Required action: Among the records, which lines hold the word "derive"? Pick them out.

(Dataset entries)
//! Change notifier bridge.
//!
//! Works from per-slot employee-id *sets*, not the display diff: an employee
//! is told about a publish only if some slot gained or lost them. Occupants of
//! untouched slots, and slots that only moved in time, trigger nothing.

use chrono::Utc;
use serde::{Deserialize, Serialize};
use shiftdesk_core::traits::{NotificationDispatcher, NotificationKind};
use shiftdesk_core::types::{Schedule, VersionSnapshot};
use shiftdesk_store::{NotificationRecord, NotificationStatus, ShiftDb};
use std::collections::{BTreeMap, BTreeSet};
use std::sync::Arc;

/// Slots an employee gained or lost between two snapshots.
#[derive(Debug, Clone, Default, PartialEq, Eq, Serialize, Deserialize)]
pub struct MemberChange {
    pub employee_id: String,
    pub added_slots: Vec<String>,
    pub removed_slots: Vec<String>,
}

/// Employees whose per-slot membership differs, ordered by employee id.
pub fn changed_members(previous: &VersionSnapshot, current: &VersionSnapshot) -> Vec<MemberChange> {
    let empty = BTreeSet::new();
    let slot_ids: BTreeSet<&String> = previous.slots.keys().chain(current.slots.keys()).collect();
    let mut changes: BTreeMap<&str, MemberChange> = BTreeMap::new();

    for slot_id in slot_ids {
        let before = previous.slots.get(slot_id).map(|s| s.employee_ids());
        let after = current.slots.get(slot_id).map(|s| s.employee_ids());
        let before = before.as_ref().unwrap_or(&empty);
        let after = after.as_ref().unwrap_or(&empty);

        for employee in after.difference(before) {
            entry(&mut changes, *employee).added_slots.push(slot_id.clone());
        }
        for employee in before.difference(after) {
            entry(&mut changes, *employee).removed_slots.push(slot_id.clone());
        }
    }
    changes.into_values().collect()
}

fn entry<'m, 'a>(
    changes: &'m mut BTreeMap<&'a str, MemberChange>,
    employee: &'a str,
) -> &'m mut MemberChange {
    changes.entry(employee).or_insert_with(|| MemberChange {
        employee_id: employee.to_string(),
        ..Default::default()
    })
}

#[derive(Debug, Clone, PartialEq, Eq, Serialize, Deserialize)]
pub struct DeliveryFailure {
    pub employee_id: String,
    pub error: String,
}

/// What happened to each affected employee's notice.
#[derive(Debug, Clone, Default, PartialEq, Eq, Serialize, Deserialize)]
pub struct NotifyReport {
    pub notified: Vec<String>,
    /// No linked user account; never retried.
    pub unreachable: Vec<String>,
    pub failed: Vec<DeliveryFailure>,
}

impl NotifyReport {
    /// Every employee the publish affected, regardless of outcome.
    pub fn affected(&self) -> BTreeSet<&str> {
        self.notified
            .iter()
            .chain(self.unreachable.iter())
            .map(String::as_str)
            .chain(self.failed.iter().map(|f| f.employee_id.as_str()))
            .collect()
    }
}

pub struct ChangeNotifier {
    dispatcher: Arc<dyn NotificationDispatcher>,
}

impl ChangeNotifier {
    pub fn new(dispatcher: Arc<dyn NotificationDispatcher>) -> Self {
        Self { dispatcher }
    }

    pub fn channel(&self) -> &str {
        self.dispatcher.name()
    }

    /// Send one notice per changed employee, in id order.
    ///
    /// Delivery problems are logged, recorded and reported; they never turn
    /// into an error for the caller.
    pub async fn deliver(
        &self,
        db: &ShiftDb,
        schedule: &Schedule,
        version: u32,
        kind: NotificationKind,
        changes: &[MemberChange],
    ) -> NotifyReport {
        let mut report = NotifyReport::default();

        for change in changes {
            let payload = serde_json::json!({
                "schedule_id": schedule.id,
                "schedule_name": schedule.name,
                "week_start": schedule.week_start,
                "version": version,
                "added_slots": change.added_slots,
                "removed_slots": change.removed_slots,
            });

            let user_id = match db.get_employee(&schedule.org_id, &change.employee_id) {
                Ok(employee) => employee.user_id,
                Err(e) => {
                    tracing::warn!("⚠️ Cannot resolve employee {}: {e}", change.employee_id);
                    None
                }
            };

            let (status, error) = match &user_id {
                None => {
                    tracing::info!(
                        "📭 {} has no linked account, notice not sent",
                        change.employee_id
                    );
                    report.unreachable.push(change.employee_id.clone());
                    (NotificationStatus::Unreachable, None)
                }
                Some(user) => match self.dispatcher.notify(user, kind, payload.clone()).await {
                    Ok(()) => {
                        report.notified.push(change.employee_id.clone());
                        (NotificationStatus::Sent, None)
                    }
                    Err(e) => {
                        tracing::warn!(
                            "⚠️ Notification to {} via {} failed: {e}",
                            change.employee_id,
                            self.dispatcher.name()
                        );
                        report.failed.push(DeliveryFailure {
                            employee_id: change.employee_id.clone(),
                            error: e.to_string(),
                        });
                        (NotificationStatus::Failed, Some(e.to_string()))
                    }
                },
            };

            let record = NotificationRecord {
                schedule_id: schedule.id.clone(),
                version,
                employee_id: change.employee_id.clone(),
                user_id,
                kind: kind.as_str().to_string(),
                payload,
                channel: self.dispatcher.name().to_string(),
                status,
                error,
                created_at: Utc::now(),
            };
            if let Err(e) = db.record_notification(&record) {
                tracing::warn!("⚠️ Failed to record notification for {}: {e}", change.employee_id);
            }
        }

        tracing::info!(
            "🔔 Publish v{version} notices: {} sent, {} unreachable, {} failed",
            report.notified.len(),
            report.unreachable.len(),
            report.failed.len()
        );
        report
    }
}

---

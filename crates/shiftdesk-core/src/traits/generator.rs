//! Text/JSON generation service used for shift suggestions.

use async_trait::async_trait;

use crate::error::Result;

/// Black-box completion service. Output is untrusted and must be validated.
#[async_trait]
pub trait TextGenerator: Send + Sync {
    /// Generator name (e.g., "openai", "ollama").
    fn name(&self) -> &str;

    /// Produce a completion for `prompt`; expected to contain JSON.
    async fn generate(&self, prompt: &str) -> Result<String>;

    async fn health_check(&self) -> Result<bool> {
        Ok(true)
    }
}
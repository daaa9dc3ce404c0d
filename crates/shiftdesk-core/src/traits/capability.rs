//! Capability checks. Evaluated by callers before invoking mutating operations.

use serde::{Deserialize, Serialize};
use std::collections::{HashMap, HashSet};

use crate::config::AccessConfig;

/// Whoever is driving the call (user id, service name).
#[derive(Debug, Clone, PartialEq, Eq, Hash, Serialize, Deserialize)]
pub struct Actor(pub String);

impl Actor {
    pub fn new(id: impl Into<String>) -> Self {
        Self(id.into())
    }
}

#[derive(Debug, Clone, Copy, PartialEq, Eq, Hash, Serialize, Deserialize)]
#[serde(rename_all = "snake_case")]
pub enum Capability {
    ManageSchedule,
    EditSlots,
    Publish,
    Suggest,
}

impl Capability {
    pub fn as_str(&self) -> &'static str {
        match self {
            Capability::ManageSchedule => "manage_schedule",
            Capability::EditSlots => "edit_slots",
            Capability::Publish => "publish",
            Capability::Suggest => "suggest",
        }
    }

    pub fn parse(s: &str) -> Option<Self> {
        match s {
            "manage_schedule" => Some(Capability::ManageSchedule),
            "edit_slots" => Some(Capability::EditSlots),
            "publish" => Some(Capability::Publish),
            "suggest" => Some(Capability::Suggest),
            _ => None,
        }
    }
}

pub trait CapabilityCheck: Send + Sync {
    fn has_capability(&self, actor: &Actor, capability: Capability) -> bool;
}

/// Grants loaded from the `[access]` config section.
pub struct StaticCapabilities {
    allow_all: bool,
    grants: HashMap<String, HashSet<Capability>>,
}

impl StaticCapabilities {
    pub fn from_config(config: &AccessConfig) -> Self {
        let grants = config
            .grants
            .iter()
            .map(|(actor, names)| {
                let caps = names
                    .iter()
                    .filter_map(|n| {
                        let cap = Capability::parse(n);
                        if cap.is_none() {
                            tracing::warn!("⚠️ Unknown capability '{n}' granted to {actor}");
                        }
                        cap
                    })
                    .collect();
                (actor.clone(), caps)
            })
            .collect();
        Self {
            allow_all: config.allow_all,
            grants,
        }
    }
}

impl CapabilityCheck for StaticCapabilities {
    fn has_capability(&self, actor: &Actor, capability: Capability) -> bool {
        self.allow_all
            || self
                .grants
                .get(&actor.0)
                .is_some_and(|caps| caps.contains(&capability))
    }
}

Reply:
#[derive(Debug, Clone, Default, PartialEq, Eq, Serialize, Deserialize)]
#[derive(Debug, Clone, PartialEq, Eq, Serialize, Deserialize)]
#[derive(Debug, Clone, Default, PartialEq, Eq, Serialize, Deserialize)]
#[derive(Debug, Clone, PartialEq, Eq, Hash, Serialize, Deserialize)]
#[derive(Debug, Clone, Copy, PartialEq, Eq, Hash, Serialize, Deserialize)]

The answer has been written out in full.